[Opening Data for processing section]
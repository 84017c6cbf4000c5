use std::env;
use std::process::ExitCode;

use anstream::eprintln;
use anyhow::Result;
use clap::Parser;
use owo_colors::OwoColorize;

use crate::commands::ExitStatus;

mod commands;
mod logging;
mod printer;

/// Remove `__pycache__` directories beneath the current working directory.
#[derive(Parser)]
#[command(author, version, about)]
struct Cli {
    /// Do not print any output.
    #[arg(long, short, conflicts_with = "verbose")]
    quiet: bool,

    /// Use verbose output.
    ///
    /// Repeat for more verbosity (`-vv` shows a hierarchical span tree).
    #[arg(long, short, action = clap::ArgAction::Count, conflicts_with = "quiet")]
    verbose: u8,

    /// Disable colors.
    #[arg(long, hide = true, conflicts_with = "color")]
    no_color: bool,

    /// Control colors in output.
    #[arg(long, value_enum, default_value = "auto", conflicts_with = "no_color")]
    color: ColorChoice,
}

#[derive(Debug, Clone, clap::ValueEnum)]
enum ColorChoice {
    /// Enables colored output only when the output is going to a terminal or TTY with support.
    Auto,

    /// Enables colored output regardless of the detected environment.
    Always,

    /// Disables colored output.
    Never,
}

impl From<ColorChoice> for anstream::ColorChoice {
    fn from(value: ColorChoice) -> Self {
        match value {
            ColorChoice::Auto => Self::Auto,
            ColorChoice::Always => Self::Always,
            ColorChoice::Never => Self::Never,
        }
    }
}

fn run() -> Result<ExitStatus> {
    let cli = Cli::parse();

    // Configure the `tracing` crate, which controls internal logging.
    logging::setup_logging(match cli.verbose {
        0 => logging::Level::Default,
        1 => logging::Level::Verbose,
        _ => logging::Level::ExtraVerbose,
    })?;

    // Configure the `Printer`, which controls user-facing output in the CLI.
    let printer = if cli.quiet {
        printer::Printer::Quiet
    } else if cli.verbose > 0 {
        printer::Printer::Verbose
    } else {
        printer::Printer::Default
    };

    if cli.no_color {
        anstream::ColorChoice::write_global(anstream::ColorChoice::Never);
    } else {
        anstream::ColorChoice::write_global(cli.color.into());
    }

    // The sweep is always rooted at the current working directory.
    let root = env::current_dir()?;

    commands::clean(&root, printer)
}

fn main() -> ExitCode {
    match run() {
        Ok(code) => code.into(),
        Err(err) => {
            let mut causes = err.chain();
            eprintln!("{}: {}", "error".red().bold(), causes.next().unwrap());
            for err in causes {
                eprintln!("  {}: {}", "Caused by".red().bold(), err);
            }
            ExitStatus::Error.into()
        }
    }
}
[Closing Data for processing section]
[Opening Data for processing section]
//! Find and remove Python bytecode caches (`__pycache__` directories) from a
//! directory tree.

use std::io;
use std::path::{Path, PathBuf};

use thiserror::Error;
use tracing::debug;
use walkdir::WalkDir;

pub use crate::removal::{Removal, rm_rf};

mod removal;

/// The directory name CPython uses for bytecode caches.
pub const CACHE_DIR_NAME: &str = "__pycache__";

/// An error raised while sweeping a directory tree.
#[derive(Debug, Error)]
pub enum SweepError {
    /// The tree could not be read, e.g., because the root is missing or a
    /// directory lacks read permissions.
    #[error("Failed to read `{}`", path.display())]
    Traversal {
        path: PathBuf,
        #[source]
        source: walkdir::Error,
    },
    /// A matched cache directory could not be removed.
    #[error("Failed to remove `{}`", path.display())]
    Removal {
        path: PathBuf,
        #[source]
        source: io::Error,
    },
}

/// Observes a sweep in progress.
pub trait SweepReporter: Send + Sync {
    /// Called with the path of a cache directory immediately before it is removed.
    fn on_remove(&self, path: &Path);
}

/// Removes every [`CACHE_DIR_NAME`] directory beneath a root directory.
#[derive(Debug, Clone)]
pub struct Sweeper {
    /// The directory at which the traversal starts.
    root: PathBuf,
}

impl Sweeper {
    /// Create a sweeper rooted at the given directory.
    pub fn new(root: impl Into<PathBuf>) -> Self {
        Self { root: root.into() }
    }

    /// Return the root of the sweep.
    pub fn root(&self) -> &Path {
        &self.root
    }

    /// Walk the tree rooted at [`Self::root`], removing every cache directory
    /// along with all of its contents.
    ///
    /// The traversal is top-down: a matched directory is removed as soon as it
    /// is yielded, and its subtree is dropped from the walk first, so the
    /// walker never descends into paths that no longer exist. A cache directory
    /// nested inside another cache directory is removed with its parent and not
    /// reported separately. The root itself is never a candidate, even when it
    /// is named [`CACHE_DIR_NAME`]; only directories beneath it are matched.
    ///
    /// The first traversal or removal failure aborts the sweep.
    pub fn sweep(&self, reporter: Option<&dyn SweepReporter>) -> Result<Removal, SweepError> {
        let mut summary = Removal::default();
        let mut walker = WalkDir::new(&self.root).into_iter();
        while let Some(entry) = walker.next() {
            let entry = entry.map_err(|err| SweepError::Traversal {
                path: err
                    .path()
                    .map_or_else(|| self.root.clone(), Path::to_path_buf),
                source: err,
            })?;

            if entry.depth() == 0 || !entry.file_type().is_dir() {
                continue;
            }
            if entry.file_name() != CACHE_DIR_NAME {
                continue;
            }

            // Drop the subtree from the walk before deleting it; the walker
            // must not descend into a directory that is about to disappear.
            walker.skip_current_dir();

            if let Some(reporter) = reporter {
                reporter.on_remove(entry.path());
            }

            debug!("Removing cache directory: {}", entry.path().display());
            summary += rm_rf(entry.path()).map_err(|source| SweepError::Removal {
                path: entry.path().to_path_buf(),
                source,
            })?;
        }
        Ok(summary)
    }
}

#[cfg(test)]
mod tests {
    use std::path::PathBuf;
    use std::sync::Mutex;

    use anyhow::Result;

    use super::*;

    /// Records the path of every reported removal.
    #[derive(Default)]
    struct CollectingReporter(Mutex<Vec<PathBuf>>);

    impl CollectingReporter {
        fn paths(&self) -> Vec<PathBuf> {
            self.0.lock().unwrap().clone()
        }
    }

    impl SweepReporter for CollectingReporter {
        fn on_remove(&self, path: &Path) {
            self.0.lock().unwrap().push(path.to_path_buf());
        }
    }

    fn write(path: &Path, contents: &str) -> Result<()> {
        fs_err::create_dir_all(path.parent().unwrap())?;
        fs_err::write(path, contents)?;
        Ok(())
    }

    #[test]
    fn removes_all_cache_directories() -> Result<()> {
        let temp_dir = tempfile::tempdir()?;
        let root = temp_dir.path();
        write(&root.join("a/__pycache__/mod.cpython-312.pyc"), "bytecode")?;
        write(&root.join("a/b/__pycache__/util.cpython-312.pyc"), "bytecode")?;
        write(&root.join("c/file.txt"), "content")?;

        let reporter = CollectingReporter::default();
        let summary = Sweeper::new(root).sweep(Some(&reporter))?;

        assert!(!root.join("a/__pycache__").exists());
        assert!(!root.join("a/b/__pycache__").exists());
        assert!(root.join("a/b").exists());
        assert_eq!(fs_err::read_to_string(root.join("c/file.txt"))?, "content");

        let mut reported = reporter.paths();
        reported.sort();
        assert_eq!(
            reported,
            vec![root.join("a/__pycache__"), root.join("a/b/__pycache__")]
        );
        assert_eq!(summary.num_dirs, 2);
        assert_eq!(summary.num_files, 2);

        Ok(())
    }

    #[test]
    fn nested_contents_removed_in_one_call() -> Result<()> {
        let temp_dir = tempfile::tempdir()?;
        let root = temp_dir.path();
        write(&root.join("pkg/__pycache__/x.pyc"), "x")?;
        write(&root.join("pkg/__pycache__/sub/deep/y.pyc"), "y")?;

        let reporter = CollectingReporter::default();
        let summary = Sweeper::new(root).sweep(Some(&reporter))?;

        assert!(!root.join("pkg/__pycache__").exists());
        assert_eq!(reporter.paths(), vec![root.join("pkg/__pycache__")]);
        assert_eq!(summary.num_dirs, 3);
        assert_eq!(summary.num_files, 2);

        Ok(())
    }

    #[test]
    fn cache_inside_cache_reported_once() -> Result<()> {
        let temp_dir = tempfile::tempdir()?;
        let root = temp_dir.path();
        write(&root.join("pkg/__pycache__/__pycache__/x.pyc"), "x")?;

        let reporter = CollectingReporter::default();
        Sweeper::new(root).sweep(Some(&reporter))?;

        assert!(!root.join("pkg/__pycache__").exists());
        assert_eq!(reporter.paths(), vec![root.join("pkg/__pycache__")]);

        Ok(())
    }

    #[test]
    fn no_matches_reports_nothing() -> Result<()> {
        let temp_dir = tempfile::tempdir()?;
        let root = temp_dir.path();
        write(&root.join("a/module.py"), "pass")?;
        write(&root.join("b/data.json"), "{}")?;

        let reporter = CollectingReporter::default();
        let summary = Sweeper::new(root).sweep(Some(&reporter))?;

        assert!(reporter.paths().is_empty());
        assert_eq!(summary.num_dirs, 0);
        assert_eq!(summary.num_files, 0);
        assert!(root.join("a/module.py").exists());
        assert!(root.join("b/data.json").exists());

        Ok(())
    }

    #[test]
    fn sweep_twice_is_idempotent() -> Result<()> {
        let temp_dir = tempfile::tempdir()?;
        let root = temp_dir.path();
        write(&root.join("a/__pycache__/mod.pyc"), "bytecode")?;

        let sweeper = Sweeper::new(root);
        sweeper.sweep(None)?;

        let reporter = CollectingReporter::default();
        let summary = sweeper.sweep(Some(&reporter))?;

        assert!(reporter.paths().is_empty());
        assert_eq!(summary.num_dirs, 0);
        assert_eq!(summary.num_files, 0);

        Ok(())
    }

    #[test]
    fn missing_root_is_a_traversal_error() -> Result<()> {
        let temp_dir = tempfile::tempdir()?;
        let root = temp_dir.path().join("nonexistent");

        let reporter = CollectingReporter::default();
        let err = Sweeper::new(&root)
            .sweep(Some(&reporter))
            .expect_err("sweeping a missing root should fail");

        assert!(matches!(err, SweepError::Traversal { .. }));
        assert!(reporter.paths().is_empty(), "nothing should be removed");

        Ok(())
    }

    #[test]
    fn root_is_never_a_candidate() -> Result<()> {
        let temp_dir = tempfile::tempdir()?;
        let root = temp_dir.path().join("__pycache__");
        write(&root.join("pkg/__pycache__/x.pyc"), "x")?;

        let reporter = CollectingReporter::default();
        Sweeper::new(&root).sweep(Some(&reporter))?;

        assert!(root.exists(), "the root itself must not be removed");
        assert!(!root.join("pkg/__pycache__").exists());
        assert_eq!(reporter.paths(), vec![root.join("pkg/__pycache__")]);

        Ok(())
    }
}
[Closing Data for processing section]
[Opening Data for processing section]
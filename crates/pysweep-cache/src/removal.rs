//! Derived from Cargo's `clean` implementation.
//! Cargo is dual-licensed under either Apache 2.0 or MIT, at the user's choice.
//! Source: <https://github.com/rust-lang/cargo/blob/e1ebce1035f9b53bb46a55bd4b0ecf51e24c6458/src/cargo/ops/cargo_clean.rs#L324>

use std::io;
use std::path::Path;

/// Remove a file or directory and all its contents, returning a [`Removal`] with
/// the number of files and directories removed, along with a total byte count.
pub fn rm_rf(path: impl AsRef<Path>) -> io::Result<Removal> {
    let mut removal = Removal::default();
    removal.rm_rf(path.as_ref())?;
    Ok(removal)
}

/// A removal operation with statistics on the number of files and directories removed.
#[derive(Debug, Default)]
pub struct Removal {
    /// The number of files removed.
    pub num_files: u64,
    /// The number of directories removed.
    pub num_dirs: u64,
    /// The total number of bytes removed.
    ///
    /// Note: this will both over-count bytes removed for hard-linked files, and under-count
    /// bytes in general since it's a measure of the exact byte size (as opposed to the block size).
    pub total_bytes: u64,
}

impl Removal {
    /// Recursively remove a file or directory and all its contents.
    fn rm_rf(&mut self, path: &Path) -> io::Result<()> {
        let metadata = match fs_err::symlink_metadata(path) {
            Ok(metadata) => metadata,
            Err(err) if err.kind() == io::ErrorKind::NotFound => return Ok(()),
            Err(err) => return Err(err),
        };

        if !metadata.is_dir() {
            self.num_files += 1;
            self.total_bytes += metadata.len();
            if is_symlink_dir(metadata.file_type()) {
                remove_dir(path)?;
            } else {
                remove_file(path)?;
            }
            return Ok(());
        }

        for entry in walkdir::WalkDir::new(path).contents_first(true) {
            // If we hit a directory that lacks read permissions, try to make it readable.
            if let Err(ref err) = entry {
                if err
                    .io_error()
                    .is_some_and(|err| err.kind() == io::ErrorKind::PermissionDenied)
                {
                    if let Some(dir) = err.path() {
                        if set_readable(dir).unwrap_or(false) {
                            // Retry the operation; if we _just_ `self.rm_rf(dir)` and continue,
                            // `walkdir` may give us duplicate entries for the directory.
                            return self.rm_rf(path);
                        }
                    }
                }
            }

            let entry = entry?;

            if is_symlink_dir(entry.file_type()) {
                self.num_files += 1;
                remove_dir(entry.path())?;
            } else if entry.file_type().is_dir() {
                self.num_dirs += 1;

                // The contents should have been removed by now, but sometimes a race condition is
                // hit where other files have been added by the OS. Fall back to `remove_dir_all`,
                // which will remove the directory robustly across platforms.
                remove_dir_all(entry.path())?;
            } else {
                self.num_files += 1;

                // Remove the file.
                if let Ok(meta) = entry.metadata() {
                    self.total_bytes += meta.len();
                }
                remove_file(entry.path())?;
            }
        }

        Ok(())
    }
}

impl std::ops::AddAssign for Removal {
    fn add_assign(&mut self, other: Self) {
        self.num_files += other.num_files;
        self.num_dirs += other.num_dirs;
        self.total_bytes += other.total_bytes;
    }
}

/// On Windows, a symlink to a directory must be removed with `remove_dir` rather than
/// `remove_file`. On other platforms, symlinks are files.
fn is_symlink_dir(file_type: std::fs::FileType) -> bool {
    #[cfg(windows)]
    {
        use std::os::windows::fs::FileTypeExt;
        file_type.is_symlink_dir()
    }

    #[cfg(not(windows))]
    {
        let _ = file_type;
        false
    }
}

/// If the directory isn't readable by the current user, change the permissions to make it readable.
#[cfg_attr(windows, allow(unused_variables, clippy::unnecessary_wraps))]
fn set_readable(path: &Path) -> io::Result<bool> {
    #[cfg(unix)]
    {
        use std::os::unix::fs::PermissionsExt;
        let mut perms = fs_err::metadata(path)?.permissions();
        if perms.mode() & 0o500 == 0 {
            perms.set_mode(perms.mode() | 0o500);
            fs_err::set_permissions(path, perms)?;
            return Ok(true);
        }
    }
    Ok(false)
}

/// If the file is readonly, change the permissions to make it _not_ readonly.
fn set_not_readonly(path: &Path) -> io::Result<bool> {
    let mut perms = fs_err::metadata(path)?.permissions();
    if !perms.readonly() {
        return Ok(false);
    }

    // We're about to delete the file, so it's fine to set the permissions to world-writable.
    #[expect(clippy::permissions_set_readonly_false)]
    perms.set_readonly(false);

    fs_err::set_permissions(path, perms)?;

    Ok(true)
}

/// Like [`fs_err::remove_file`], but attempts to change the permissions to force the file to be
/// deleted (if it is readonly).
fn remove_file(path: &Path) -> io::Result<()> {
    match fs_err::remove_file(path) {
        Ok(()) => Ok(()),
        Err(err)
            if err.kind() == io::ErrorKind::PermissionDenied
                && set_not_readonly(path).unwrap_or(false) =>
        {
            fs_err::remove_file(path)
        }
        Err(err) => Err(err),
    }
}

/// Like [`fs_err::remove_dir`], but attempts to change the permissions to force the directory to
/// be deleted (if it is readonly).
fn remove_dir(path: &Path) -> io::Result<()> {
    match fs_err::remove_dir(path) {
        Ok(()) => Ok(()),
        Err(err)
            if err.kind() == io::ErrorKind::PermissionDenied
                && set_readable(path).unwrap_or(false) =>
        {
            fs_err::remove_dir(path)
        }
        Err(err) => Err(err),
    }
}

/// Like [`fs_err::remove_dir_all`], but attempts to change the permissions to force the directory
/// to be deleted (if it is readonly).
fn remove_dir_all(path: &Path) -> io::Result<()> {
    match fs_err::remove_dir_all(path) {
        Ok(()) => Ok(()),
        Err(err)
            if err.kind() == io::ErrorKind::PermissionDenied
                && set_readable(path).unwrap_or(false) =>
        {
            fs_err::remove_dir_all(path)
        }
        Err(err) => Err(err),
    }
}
[Closing Data for processing section]
**Exercise directions:** When the entries above show the word "along" in a line, copy that line out.

**Reply to the exercise:**
    /// along with all of its contents.
/// the number of files and directories removed, along with a total byte count.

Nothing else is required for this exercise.